Another factor that worked against me getting a childhood ADHD diagnosis was that my family moved frequently. Between preschool and 12th grade my family moved ten times. Three times these moves involved changing schools in the middle of the year. The moves made it all the more difficult for any teacher to have enough time and data to see through my mask and find the struggling child beneath.

So why wasn’t I diagnosed as a child?

TL/DR: I was born in the wrong decade. I have ADHD-Inattentive, and without hyperactive symptoms you don’t often stand out. I absolutely LOVED school and reading throughout my elementary years, which set me up for many years of success. When I started to struggle I was too embarrassed to talk about it and lied to cover up all signs of struggle that I could. Moving ten times during my school years also prevented educators from having enough time to really get to know me.

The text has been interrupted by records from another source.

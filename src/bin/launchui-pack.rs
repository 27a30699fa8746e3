use std::path::{Path, PathBuf};

use anyhow::{bail, Context, Result};
use tracing_subscriber::EnvFilter;

use launchui_pack::config::configured_seven_zip;
use launchui_pack::{
    recompress_existing, HostEnvironment, Overrides, PackageConfig, Packager, SecondaryArchive,
    SevenZip, ZipArchiveBuilder,
};

const LOG_ENV: &str = "LAUNCHUI_PACK_LOG";

fn usage() -> &'static str {
    "Usage:\n  launchui-pack package [--root DIR] [--arch ARCH] [--version VER] [--json]\n  launchui-pack plan [--root DIR] [--arch ARCH] [--version VER] [--json]\n  launchui-pack recompress <archive.zip> [--seven-zip TOOL]"
}

#[derive(Debug, Default)]
struct Flags {
    root: Option<PathBuf>,
    arch: Option<String>,
    version: Option<String>,
    json: bool,
}

fn main() -> Result<()> {
    init_logging();

    let args: Vec<String> = std::env::args().skip(1).collect();

    match args.as_slice() {
        [cmd, rest @ ..] if cmd == "package" => package(&parse_flags(rest)?),
        [cmd, rest @ ..] if cmd == "plan" => plan(&parse_flags(rest)?),
        [cmd, archive] if cmd == "recompress" => recompress(Path::new(archive), None),
        [cmd, archive, flag, tool] if cmd == "recompress" && flag == "--seven-zip" => {
            recompress(Path::new(archive), Some(tool.clone()))
        }
        _ => bail!(usage()),
    }
}

fn init_logging() {
    let filter = std::env::var(LOG_ENV)
        .ok()
        .and_then(|directives| EnvFilter::try_new(directives).ok())
        .or_else(|| EnvFilter::try_from_default_env().ok())
        .unwrap_or_else(|| EnvFilter::new("info"));

    tracing_subscriber::fmt()
        .with_env_filter(filter)
        .with_writer(std::io::stderr)
        .with_target(false)
        .init();
}

fn parse_flags(args: &[String]) -> Result<Flags> {
    let mut flags = Flags::default();
    let mut rest = args;

    loop {
        rest = match rest {
            [] => break,
            [flag, value, tail @ ..] if flag == "--root" => {
                flags.root = Some(PathBuf::from(value));
                tail
            }
            [flag, value, tail @ ..] if flag == "--arch" => {
                flags.arch = Some(value.clone());
                tail
            }
            [flag, value, tail @ ..] if flag == "--version" => {
                flags.version = Some(value.clone());
                tail
            }
            [flag, tail @ ..] if flag == "--json" => {
                flags.json = true;
                tail
            }
            [other, ..] => bail!("unexpected argument '{}'\n{}", other, usage()),
        };
    }

    Ok(flags)
}

fn load_config(flags: &Flags) -> Result<PackageConfig> {
    let root = match &flags.root {
        Some(root) => root.clone(),
        None => std::env::current_dir().context("resolving current directory")?,
    };
    let overrides = Overrides {
        arch: flags.arch.clone(),
        version: flags.version.clone(),
    };

    PackageConfig::load(&root, &HostEnvironment::capture(), &overrides)
        .with_context(|| format!("loading packaging configuration for '{}'", root.display()))
}

fn package(flags: &Flags) -> Result<()> {
    let config = load_config(flags)?;
    let compressor = SevenZip::new(config.seven_zip.as_str());

    let descriptor = Packager::new(&config, &ZipArchiveBuilder, &compressor).run()?;

    if flags.json {
        println!("{}", serde_json::to_string_pretty(&descriptor)?);
        return Ok(());
    }

    println!(
        "{}  {}  ({} entries, {} bytes)",
        descriptor.primary.sha256,
        descriptor.primary.path.display(),
        descriptor.primary.entries,
        descriptor.primary.size_bytes
    );
    match &descriptor.secondary {
        SecondaryArchive::Created {
            path,
            size_bytes,
            sha256,
        } => println!("{}  {}  ({} bytes)", sha256, path.display(), size_bytes),
        SecondaryArchive::Skipped { tool } => println!("secondary archive skipped ('{}' not found)", tool),
    }
    Ok(())
}

fn plan(flags: &Flags) -> Result<()> {
    let config = load_config(flags)?;
    let compressor = SevenZip::new(config.seven_zip.as_str());

    let entries = Packager::new(&config, &ZipArchiveBuilder, &compressor).plan()?;

    if flags.json {
        println!("{}", serde_json::to_string_pretty(&entries)?);
        return Ok(());
    }

    println!("{}", config.primary_archive().display());
    for entry in &entries {
        println!("  {} <- {}", entry.destination, entry.source.display());
    }
    Ok(())
}

fn recompress(archive: &Path, tool: Option<String>) -> Result<()> {
    let tool = match tool {
        Some(tool) => tool,
        None => {
            let cwd = std::env::current_dir().context("resolving current directory")?;
            configured_seven_zip(&cwd).context("reading compression tool from configuration")?
        }
    };
    let compressor = SevenZip::new(tool.as_str());

    match recompress_existing(&compressor, archive)
        .with_context(|| format!("recompressing '{}'", archive.display()))?
    {
        Some(secondary) => println!("{}", secondary.display()),
        None => println!("secondary archive skipped ('{}' not found)", tool),
    }
    Ok(())
}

Having been diagnosed as a child could have dramatically changed my life. My diagnosis is still new and I’m struggling to manage the grief I have over all of the time and opportunities that I lost to ADHD when I didn’t even know I had it. As I work on moving forward, I am trying to take to heart a quote written on a small plaque I was given by a teacher when I was just seven years old: The past cannot be changed, but the future is whatever you want it to be. 30 years later it has more meaning than ever.